Does this make our product "better" than those of our competitors? For that matter, does the number below really prove our turbo is the most powerful hybrid K04? Hard to say. But I can assure you that we at FrankenTurbo still do believe in power. It goes hand-in-hand with our industry-leading warranty protection and with our ever-growing list of tuning partners worldwide.

So, for the record, the F23 numbers in UNCORRECTED format:


__
Image uploading. Refresh page to view
















Lastly, for those of you wondering about the discrepancy between the numbers in the video and those in the chart above, it is because, as a practice we don't market our power figures using numbers-friendly uncorrected values. Others do, though. So now we have a very accurate apples-to-apples comparison. To view this graph, formatted with correction values applied, (along with many others, all with corrections applied), you can go to our product marketing page on our website. Or you can simply look here:


__
Image uploading. Refresh page to view











Thanks again to ForceFed Engineering and Eurodyne for their invaluable support in this achievement. 


Doug Harper
FrankenTurbo


----------



## warranty225cpe (Dec 3, 2008)




----------



## DMVDUB (Jan 11, 2010)

That's cool...

Why don't you list the REST of the modifications that it took to make that power :facepalm:

CAMS
W/M
50+ runs on the dyno
Stroker Motor
etc.
etc.
etc.


C'mon man...

All I have to say is your Competitor is making more HP and TQ with NO mods other than tuning for E85.

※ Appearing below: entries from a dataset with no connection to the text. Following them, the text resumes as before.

//! Model abstraction used by the orchestrator
//!
//! The orchestrator only sees `ChatModel`; the Ollama client is one
//! implementation and tests script their own.

use std::fmt;
use std::sync::Arc;
use std::time::Duration;

use async_trait::async_trait;
use once_cell::sync::Lazy;
use regex::Regex;
use serde::Serialize;
use tokio::sync::mpsc;

use crate::ai::types::{Conversation, ToolCall, ToolDefinition};
use crate::config::ConfigError;

static MODEL_NAME_PATTERN: Lazy<Regex> =
    Lazy::new(|| Regex::new(r"^[A-Za-z0-9][A-Za-z0-9._:/-]*$").expect("valid model name regex"));

/// Validated model identifier (e.g. `granite4:350m`)
#[derive(Debug, Clone, PartialEq, Eq, Hash, Serialize)]
#[serde(transparent)]
pub struct ModelName(String);

impl ModelName {
    pub fn parse(name: &str) -> Result<Self, ConfigError> {
        let trimmed = name.trim();
        if trimmed.is_empty() || !MODEL_NAME_PATTERN.is_match(trimmed) {
            return Err(ConfigError::InvalidModel(name.to_string()));
        }
        Ok(Self(trimmed.to_string()))
    }

    pub fn as_str(&self) -> &str {
        &self.0
    }
}

impl fmt::Display for ModelName {
    fn fmt(&self, f: &mut fmt::Formatter<'_>) -> fmt::Result {
        f.write_str(&self.0)
    }
}

/// Which side of the pipeline a model serves
#[derive(Debug, Clone, Copy, PartialEq, Eq)]
pub enum ModelRole {
    /// Small model that decides which tools to call
    ToolSelection,
    /// Larger model that writes the final answer
    Response,
}

/// A complete (non-streamed) assistant turn
#[derive(Debug, Clone, Default, PartialEq)]
pub struct AssistantTurn {
    pub content: String,
    pub tool_calls: Vec<ToolCall>,
}

impl AssistantTurn {
    pub fn text(content: impl Into<String>) -> Self {
        Self {
            content: content.into(),
            tool_calls: Vec::new(),
        }
    }
}

/// Incremental output of a streamed model call
#[derive(Debug, Clone, PartialEq)]
pub enum StreamPart {
    TextDelta { delta: String },
    Finish { reason: Option<String> },
    Error { error: String },
}

#[derive(Debug, thiserror::Error)]
pub enum ModelError {
    #[error("model request failed: {0}")]
    Transport(String),

    #[error("model server returned {status}: {message}")]
    Api { status: u16, message: String },

    #[error("malformed model output: {0}")]
    Malformed(String),

    #[error("model call timed out after {0:?}")]
    Timeout(Duration),

    #[error("model stream failed: {0}")]
    Stream(String),
}

impl From<reqwest::Error> for ModelError {
    fn from(err: reqwest::Error) -> Self {
        ModelError::Transport(err.to_string())
    }
}

/// A chat model the orchestrator can call
#[async_trait]
pub trait ChatModel: Send + Sync {
    /// Model identifier, for logging
    fn name(&self) -> &str;

    /// One blocking call; `tools` may be empty
    async fn complete(
        &self,
        conversation: &Conversation,
        tools: &[ToolDefinition],
    ) -> Result<AssistantTurn, ModelError>;

    /// Streamed call without tools. Dropping the receiver aborts the request.
    async fn stream(
        &self,
        conversation: &Conversation,
    ) -> Result<mpsc::UnboundedReceiver<StreamPart>, ModelError>;
}

/// A locally available model
#[derive(Debug, Clone, Serialize, PartialEq)]
pub struct ModelInfo {
    pub name: String,
    #[serde(skip_serializing_if = "Option::is_none")]
    pub size: Option<u64>,
    #[serde(skip_serializing_if = "Option::is_none")]
    pub family: Option<String>,
    #[serde(skip_serializing_if = "Option::is_none")]
    pub parameter_size: Option<String>,
}

/// Builds models by name and lists what is available
#[async_trait]
pub trait ModelProvider: Send + Sync {
    fn chat_model(&self, name: &ModelName, role: ModelRole) -> Arc<dyn ChatModel>;

    async fn list_models(&self) -> Result<Vec<ModelInfo>, ModelError>;
}

#[cfg(test)]
mod tests {
    use super::*;

    #[test]
    fn accepts_ollama_style_names() {
        for name in ["granite4:350m", "llama3.1:8b", "library/qwen2.5:7b-instruct", "phi4"] {
            assert!(ModelName::parse(name).is_ok(), "{name}");
        }
    }

    #[test]
    fn rejects_empty_or_spaced_names() {
        for name in ["", "   ", "granite 4", ":latest", "a;b"] {
            assert!(
                matches!(ModelName::parse(name), Err(ConfigError::InvalidModel(_))),
                "{name:?}"
            );
        }
    }

    #[test]
    fn trims_surrounding_whitespace() {
        assert_eq!(ModelName::parse(" phi4 ").unwrap().as_str(), "phi4");
    }
}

So to be HONEST with the people you should be telling them that you need, 
$1,762 for the F23 turbo kit
$500-700 for cams
$400-800 for rods
$300 for injectors
$600 for w/m injection
$900 for Eurodyne Maestro

and with that we've got: *$3,862* (and that's the lower total) Yeah... When you tell a story how about telling the WHOLE story. Also the FACT that there's no "canned" tune capable of those numbers for the F23. The only way you're making those numbers are with LOTS of dyno time and custom tuning.

Lets compare:
With ~$2,200 (including rods) you can make 360-400whp / 380+lbft on "another" hybrid
or
you can go BT and make 350+whp all day for $3,910 + $400 for rods (depending on turbo choice from) PPT

Bye Bye FT you are now OBSOLETE :wave:


----------



## spartiati (May 19, 2008)

:beer: That's my car! 

I have a few more modifications in store for one last dyno session. Should hopefully come together this weekend or next.


----------



## DMVDUB (Jan 11, 2010)

spartiati said:


> :beer: That's my car!
> 
> I have a few more modifications in store for one last dyno session. Should hopefully come together this weekend or next.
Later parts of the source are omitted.